EXERCISE DETAILS: The lines from the start of the data up to and including the one with "pub trait Ranking<T>: Send" should be returned exactly, and nothing else.

# # # # # # #

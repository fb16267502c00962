//! Rank orders over candidates.

use std::cmp::Ordering;

use crate::model::ScoredCandidate;

/// A strict total order where `Greater` means "ranks higher".
///
/// Implementations must be deterministic: two distinct candidates may
/// only compare `Equal` if they are interchangeable, otherwise results
/// flap when partial top-K lists are merged in a different order.
pub trait Ranking<T>: Send + Sync {
    fn compare(&self, a: &T, b: &T) -> Ordering;

    /// Like [`compare`](Self::compare), with absent candidates losing to
    /// every present one.
    fn compare_optional(&self, a: Option<&T>, b: Option<&T>) -> Ordering {
        match (a, b) {
            (Some(a), Some(b)) => self.compare(a, b),
            (Some(_), None) => Ordering::Greater,
            (None, Some(_)) => Ordering::Less,
            (None, None) => Ordering::Equal,
        }
    }
}

/// Adapts a comparison closure into a [`Ranking`].
#[derive(Debug, Clone, Copy)]
pub struct RankBy<F>(pub F);

impl<T, F> Ranking<T> for RankBy<F>
where
    F: Fn(&T, &T) -> Ordering + Send + Sync,
{
    fn compare(&self, a: &T, b: &T) -> Ordering {
        (self.0)(a, b)
    }
}

/// Objective a staffing search ranks candidates by.
///
/// Each strategy compares a primary metric, then a secondary one, then
/// prefers the lower cost, and finally the lexicographically smaller
/// assignment so that the order is total.
#[derive(Debug, Clone, Copy, PartialEq, Eq, Hash, Default)]
#[cfg_attr(feature = "serde", derive(serde::Serialize, serde::Deserialize))]
pub enum SortStrategy {
    /// Units produced; secondary: profit.
    RawProduction,
    /// Development progress of an in-development product; secondary: production.
    Progress,
    /// Revenue per market cycle; secondary: production.
    #[default]
    Profit,
    /// Profit times development progress; secondary: profit.
    ProfitProgress,
}

impl SortStrategy {
    /// `(primary, secondary)` metrics of a candidate.
    pub fn metrics(self, c: &ScoredCandidate) -> (f64, f64) {
        match self {
            SortStrategy::RawProduction => (c.raw_production, c.profit),
            SortStrategy::Progress => (c.progress_rate, c.raw_production),
            SortStrategy::Profit => (c.profit, c.raw_production),
            SortStrategy::ProfitProgress => (c.profit * c.progress_rate, c.profit),
        }
    }

    /// Whether scoring under this strategy needs a sale price.
    pub fn needs_price(self) -> bool {
        matches!(self, SortStrategy::Profit | SortStrategy::ProfitProgress)
    }

    /// Parses the names used by scripting front ends.
    pub fn from_name(name: &str) -> Option<Self> {
        match name {
            "rawProduction" | "raw_production" => Some(SortStrategy::RawProduction),
            "progress" => Some(SortStrategy::Progress),
            "profit" => Some(SortStrategy::Profit),
            "profit_progress" | "profitProgress" => Some(SortStrategy::ProfitProgress),
            _ => None,
        }
    }
}

/// NaN ranks below every number.
fn metric_cmp(a: f64, b: f64) -> Ordering {
    match (a.is_nan(), b.is_nan()) {
        (true, true) => Ordering::Equal,
        (true, false) => Ordering::Less,
        (false, true) => Ordering::Greater,
        (false, false) => a.total_cmp(&b),
    }
}

impl Ranking<ScoredCandidate> for SortStrategy {
    fn compare(&self, a: &ScoredCandidate, b: &ScoredCandidate) -> Ordering {
        let (pa, sa) = self.metrics(a);
        let (pb, sb) = self.metrics(b);
        metric_cmp(pa, pb)
            .then_with(|| metric_cmp(sa, sb))
            .then_with(|| metric_cmp(b.cost, a.cost))
            .then_with(|| b.assignment.cmp(&a.assignment))
    }
}
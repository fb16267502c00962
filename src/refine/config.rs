//! Refinement configuration.
//!
//! [`RefinementConfig`] controls how wide each round searches, how often
//! the window is narrowed and how many workers share a round.

use crate::grid::RefinementWindow;
use crate::topk::SortStrategy;

/// Parallelism assumed when the platform cannot report it.
pub const FALLBACK_PARALLELISM: usize = 8;

/// Configuration for the distributed refinement search.
///
/// # Defaults
///
/// ```
/// use corp_optim::refine::RefinementConfig;
///
/// let config = RefinementConfig::default();
/// assert_eq!(config.top_k, 10);
/// assert_eq!(config.max_reruns, 5);
/// ```
///
/// # Builder Pattern
///
/// ```
/// use corp_optim::refine::RefinementConfig;
/// use corp_optim::topk::SortStrategy;
///
/// let config = RefinementConfig::default()
///     .with_strategy(SortStrategy::ProfitProgress)
///     .with_top_k(20)
///     .with_parallelism(4);
/// assert!(config.validate().is_ok());
/// ```
#[derive(Debug, Clone, PartialEq)]
#[cfg_attr(feature = "serde", derive(serde::Serialize, serde::Deserialize))]
pub struct RefinementConfig {
    /// Candidates kept per worker and after every merge.
    pub top_k: usize,

    /// Narrowing rounds after the initial pass.
    ///
    /// Refinement stops earlier once every dimension is searched at step 1.
    pub max_reruns: usize,

    /// Workers per round.
    ///
    /// `None` uses the platform's available parallelism, or
    /// [`FALLBACK_PARALLELISM`] when that is unknown.
    pub parallelism: Option<usize>,

    /// Objective candidates are ranked by.
    pub strategy: SortStrategy,

    /// Window of the initial pass.
    ///
    /// `None` searches `0..=headcount` in every dimension with the auto
    /// step. Later rounds never leave this window.
    pub window: Option<RefinementWindow>,
}

impl Default for RefinementConfig {
    fn default() -> Self {
        Self {
            top_k: 10,
            max_reruns: 5,
            parallelism: None,
            strategy: SortStrategy::default(),
            window: None,
        }
    }
}

impl RefinementConfig {
    /// Sets the number of retained candidates.
    pub fn with_top_k(mut self, k: usize) -> Self {
        self.top_k = k;
        self
    }

    /// Sets the rerun budget.
    pub fn with_max_reruns(mut self, n: usize) -> Self {
        self.max_reruns = n;
        self
    }

    /// Sets the worker count.
    pub fn with_parallelism(mut self, n: usize) -> Self {
        self.parallelism = Some(n);
        self
    }

    pub fn with_strategy(mut self, strategy: SortStrategy) -> Self {
        self.strategy = strategy;
        self
    }

    /// Overrides the initial window, including its steps.
    pub fn with_window(mut self, window: RefinementWindow) -> Self {
        self.window = Some(window);
        self
    }

    /// Preset for interactive use: a short list and two narrowing rounds.
    pub fn fast() -> Self {
        Self {
            top_k: 5,
            max_reruns: 2,
            ..Self::default()
        }
    }

    /// The default configuration.
    pub fn balanced() -> Self {
        Self::default()
    }

    /// Preset that keeps more alternatives and narrows until step 1.
    pub fn quality() -> Self {
        Self {
            top_k: 20,
            max_reruns: 10,
            ..Self::default()
        }
    }

    /// Worker count after resolving `None`.
    pub fn resolved_parallelism(&self) -> usize {
        self.parallelism.unwrap_or_else(|| {
            std::thread::available_parallelism()
                .map(|n| n.get())
                .unwrap_or(FALLBACK_PARALLELISM)
        })
    }

    /// Validates the configuration.
    pub fn validate(&self) -> Result<(), String> {
        if self.top_k == 0 {
            return Err("top_k must be at least 1".into());
        }
        if self.parallelism == Some(0) {
            return Err("parallelism must be at least 1".into());
        }
        if let Some(window) = &self.window {
            window.validate().map_err(|e| e.to_string())?;
        }
        Ok(())
    }
}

# # # # # # #

SOLUTION TO THE EXERCISE:
repository fb16267502c00962
//! Rank orders over candidates.

use std::cmp::Ordering;

use crate::model::ScoredCandidate;

/// A strict total order where `Greater` means "ranks higher".
///
/// Implementations must be deterministic: two distinct candidates may
/// only compare `Equal` if they are interchangeable, otherwise results
/// flap when partial top-K lists are merged in a different order.
pub trait Ranking<T>: Send + Sync {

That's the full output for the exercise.